Speaking to Chris Wallace on Fox News Sunday, Clinton made a bevy of startlingly anti-factual remarks. He announced, for instance, that conservatives had criticized him for obsessing about bin Laden during his presidency - rather than the truth that he was roundly condemned for doing next to nothing about this serious threat to American security. Clinton blamed the Bush Administration for failing to stop the al-Qaeda terrorists before 9/11, saying that the Administration had eight months to get bin Laden and didn't. That conveniently overlooks that Clinton 's Administration had eight years to do that job, with al-Qaeda using the last two of those years to plan 9/11.

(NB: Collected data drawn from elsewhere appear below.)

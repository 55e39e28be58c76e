use secrecy::{ExposeSecret, SecretString};
use serde::{Deserialize, Serialize};
use thiserror::Error;

use super::categories::Category;

pub type AccountId = i64;
pub type ArticleId = i64;
pub type SavedLinkId = i64;

// ============================================================================
// Error Types
// ============================================================================

/// Failures reported by the record store and the bookmark workflow.
#[derive(Debug, Error, Clone, PartialEq, Eq)]
pub enum StoreError {
    /// No account exists with the given ID
    #[error("User not found")]
    AccountNotFound(AccountId),

    /// The account has not saved this article
    #[error("Saved article not found")]
    SavedLinkNotFound {
        account_id: AccountId,
        article_id: ArticleId,
    },

    /// The account already saved this article
    #[error("Article already saved")]
    AlreadySaved {
        account_id: AccountId,
        article_id: ArticleId,
    },

    /// Another account is registered under this email
    #[error("Email is already registered")]
    EmailTaken(String),
}

// ============================================================================
// Accounts
// ============================================================================

/// A registered user.
///
/// The password is never serialized and is redacted from `Debug` output.
#[derive(Serialize)]
pub struct Account {
    pub id: AccountId,
    pub name: String,
    pub email: String,
    #[serde(skip_serializing)]
    pub password: SecretString,
    pub preferences: Vec<String>,
}

impl Account {
    /// Plaintext comparison against the stored password.
    pub fn password_matches(&self, candidate: &str) -> bool {
        self.password.expose_secret() == candidate
    }
}

impl Clone for Account {
    fn clone(&self) -> Self {
        Self {
            id: self.id,
            name: self.name.clone(),
            email: self.email.clone(),
            password: SecretString::from(self.password.expose_secret().to_owned()),
            preferences: self.preferences.clone(),
        }
    }
}

impl std::fmt::Debug for Account {
    fn fmt(&self, f: &mut std::fmt::Formatter<'_>) -> std::fmt::Result {
        f.debug_struct("Account")
            .field("id", &self.id)
            .field("name", &self.name)
            .field("email", &self.email)
            .field("password", &"[REDACTED]")
            .field("preferences", &self.preferences)
            .finish()
    }
}

/// Fields supplied at registration
#[derive(Debug)]
pub struct AccountDraft {
    pub name: String,
    pub email: String,
    pub password: SecretString,
    pub preferences: Option<Vec<String>>,
}

/// Profile fields that may change after registration. `None` leaves a field as is.
#[derive(Debug, Clone, Default, PartialEq, Eq)]
pub struct AccountUpdate {
    pub name: Option<String>,
    pub email: Option<String>,
    pub preferences: Option<Vec<String>>,
}

impl AccountUpdate {
    pub fn is_empty(&self) -> bool {
        self.name.is_none() && self.email.is_none() && self.preferences.is_none()
    }
}

// ============================================================================
// Articles
// ============================================================================

/// A news item. Immutable once created.
#[derive(Debug, Clone, PartialEq, Eq, Serialize)]
#[serde(rename_all = "camelCase")]
pub struct Article {
    pub id: ArticleId,
    pub title: String,
    pub description: String,
    pub content: Option<String>,
    pub category: Category,
    pub source: String,
    pub author: Option<String>,
    /// Free text; may be a timestamp or something like "2 hours ago"
    pub published_at: String,
    pub url: String,
    pub image_url: Option<String>,
}

/// Article fields before an ID is assigned. Also the shape of seed files.
#[derive(Debug, Clone, PartialEq, Eq, Deserialize)]
#[serde(rename_all = "camelCase")]
pub struct ArticleDraft {
    pub title: String,
    pub description: String,
    #[serde(default)]
    pub content: Option<String>,
    pub category: Category,
    pub source: String,
    #[serde(default)]
    pub author: Option<String>,
    pub published_at: String,
    pub url: String,
    #[serde(default)]
    pub image_url: Option<String>,
}

// ============================================================================
// Saved Links
// ============================================================================

/// A bookmark: this account saved this article.
#[derive(Debug, Clone, Copy, PartialEq, Eq, Serialize)]
#[serde(rename_all = "camelCase")]
pub struct SavedLink {
    pub id: SavedLinkId,
    #[serde(rename = "userId")]
    pub account_id: AccountId,
    pub article_id: ArticleId,
}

One of Clinton 's bigger whoppers was this declaration about the fight against bin Laden: "I got closer to killing him than anybody has gotten since. And if I were still president, we'd have 20,000 more troops [in Afghanistan ] trying to kill him." The man who was in the Soviet Union demonstrating against the American military during Vietnam, who as President left our armed forces short on so many fronts, now is - in his own 20/20 hindsight - The Defense President. Now he criticizes the Bush Administration for not doing enough, proclaims himself the champion of effective military action, and implies none too subtly that the fight against terrorism would go better if we had a Clinton in the White House instead of a Bush.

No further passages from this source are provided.